By Pete Wolstencroft
The most obvious and indeed best-known wildlife spectacle is the twice-yearly migration featuring hundreds of thousands of birds; chiefly raptors and white storks that cross between Africa and Europe at the precise point where the distance between the two continents is the shortest.
I have seen the skies full of: black and red kites, three or four of the smaller species of eagle and the aforementioned white storks – with the occasional black one thrown in for good measure – and have been so awestruck, as to be dizzy with the wonder of it all. One day, workmen were doing some repairs to the roof of the Cathedral, and this avian diorama was playing out a few feet above the heads of the various masons. I am pretty certain that not a single one of them was aware of the virtual documentary being enacted overhead.
Down at ground level the wildlife was no less fecund. And there were quite a few surprises too. I once saw a bright green lizard run upright on its hind legs – like the basilisk lizards of South America – and disappear behind a shipping container.
Not one of them was aware of the virtual documentary overhead.
Gibraltar, like any other port, will always have its share of exotic visitors. My Gibraltarian colleagues were very wary of the geckos that could be found trying to hide under tree bark. The widespread belief was that if they spat at you, blindness would surely be the result.
Sometimes it was difficult to separate the myths from the real thing. Legend had it that the woods behind San Roque were inhabited by blind, furry snakes… that could fly! The top of The Rock was home to butterflies the size of dustbin lids and in the harbour, there were small golden fish that, when threatened by a predator, would form together into an immense golden sphere in an attempt to frighten the predator with their sheer size. That last one is absolutely true; I saw it myself one day as we idly waited for a ship to tie up on the North Mole.
Where the colder waters of the Atlantic meet the warmer waters of the Mediterranean, the swirling currents are ideal breeding grounds for plankton and where there are plankton, there are predators. The waters around Gibraltar and especially those out towards Tarifa are great places to do a spot of whale watching.

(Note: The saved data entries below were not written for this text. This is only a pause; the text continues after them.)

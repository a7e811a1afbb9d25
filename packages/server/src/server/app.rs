//! Application setup and server configuration.

use std::sync::Arc;

use axum::{
    extract::Extension,
    http::{header::CONTENT_TYPE, Method},
    routing::{get, post},
    Router,
};
use sqlx::PgPool;
use tower_http::cors::CorsLayer;
use tower_http::trace::TraceLayer;
use twilio::{TwilioOptions, TwilioService};

use crate::domains::dispatch::{webhook, DispatchOrchestrator};
use crate::kernel::{PgDispatchStore, ServerDeps, StreamHub, TwilioAdapter};
use crate::server::routes::{
    add_coverage_handler, availability_check_handler, availability_handler,
    cancel_assignment_handler, decide_time_off_handler, dispatch_issue_handler, events_handler,
    health_handler, matches_handler, metrics_handler, remove_coverage_handler,
    request_time_off_handler,
};
use crate::Config;

/// Shared application state
#[derive(Clone)]
pub struct AppState {
    pub orchestrator: DispatchOrchestrator,
    /// Absent when the app runs over a non-Postgres store (tests).
    pub db_pool: Option<PgPool>,
}

/// Wire Postgres, Twilio and the event hub into an orchestrator.
pub fn build_orchestrator(pool: PgPool, config: &Config) -> DispatchOrchestrator {
    let twilio = Arc::new(TwilioService::new(TwilioOptions::new(
        config.twilio_account_sid.clone(),
        config.twilio_auth_token.clone(),
    )));

    let deps = ServerDeps::new(
        Arc::new(PgDispatchStore::new(pool)),
        Arc::new(TwilioAdapter::new(twilio)),
        StreamHub::new(),
    );
    DispatchOrchestrator::new(deps)
}

/// Build the Axum application router
pub fn build_router(state: AppState) -> Router {
    // CORS configuration - allow any origin for the dashboard
    let cors = CorsLayer::new()
        .allow_origin(tower_http::cors::Any)
        .allow_methods([Method::GET, Method::POST, Method::PUT, Method::DELETE])
        .allow_headers([CONTENT_TYPE]);

    let webhooks = webhook::router(state.orchestrator.clone());

    Router::new()
        .route("/health", get(health_handler))
        .route("/api/issues/:id/dispatch", post(dispatch_issue_handler))
        .route("/api/assignments/:id/cancel", post(cancel_assignment_handler))
        .route("/api/dispatch/events", get(events_handler))
        .route("/api/handymen/:id/metrics", get(metrics_handler))
        .route("/api/handymen/:id/matches", get(matches_handler))
        .route(
            "/api/handymen/:id/availability",
            get(availability_check_handler).put(availability_handler),
        )
        .route("/api/handymen/:id/time-off", post(request_time_off_handler))
        .route("/api/handymen/:id/coverage", post(add_coverage_handler))
        .route(
            "/api/coverage/:id",
            axum::routing::delete(remove_coverage_handler),
        )
        .route("/api/time-off/:id/decision", post(decide_time_off_handler))
        .layer(Extension(state))
        .merge(webhooks)
        .layer(cors)
        .layer(TraceLayer::new_for_http())
}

If they spat at you, blindness would surely be the result.
Both common and bottle nosed dolphins are relatively numerous in the area. If you are lucky, you might catch a glimpse of some of their cetacean cousins: sperm, humpback and long fin pilot whales can also be seen, but you might need a bit more patience or even luck to add these wonderful beasts to your check list.
The famous rock apes, which are of course Barbary macaque monkeys, are as symbolic of Gibraltar as the ravens are of the Tower of London. Another local legend has it that no dead adult monkey has ever been found. According to the stories, when the adults feel the approach of the man with the scythe, they flee via subterranean tunnels back to their native Morocco.
The area that surrounds the Rock – the Campo de Gibraltar – is awash with wildlife, much of it brought over by the Moors at the time of their conquest of the Iberian Peninsula. The snake eating mongoose and the furtive, elusive genet were probably kept as pets, albeit pets that paid for their lodging with their predatory skills.
The nearby Los Alcornocales natural park is one of the most bio-diverse places in the whole of Europe. From the spectacular groves of cork oak trees which give the park its name (alcornoque being cork oak in Spanish), to the animals that find both refuge and a larder among these ancient trees, this privileged place is well worth a visit.
The BBC must have recognised that, because many years ago they filmed a documentary there about the feud between the short-toed eagle and its eternal prey – the Montpellier snake. Known as la culebra bastarda in Spanish, this two-metre monster is the largest poisonous snake in Europe. The eagle, however, is quick to strike and equipped with razor sharp talons.
I once had the great good fortune to see a short-toed eagle, hovering overhead, with just the last few scaly inches of a snake’s tail protruding from its beak. A short distance away, the instantly recognisable silhouette of Gibraltar shimmered in the heat haze, and I wondered just how many people realised what a wildlife paradise it was.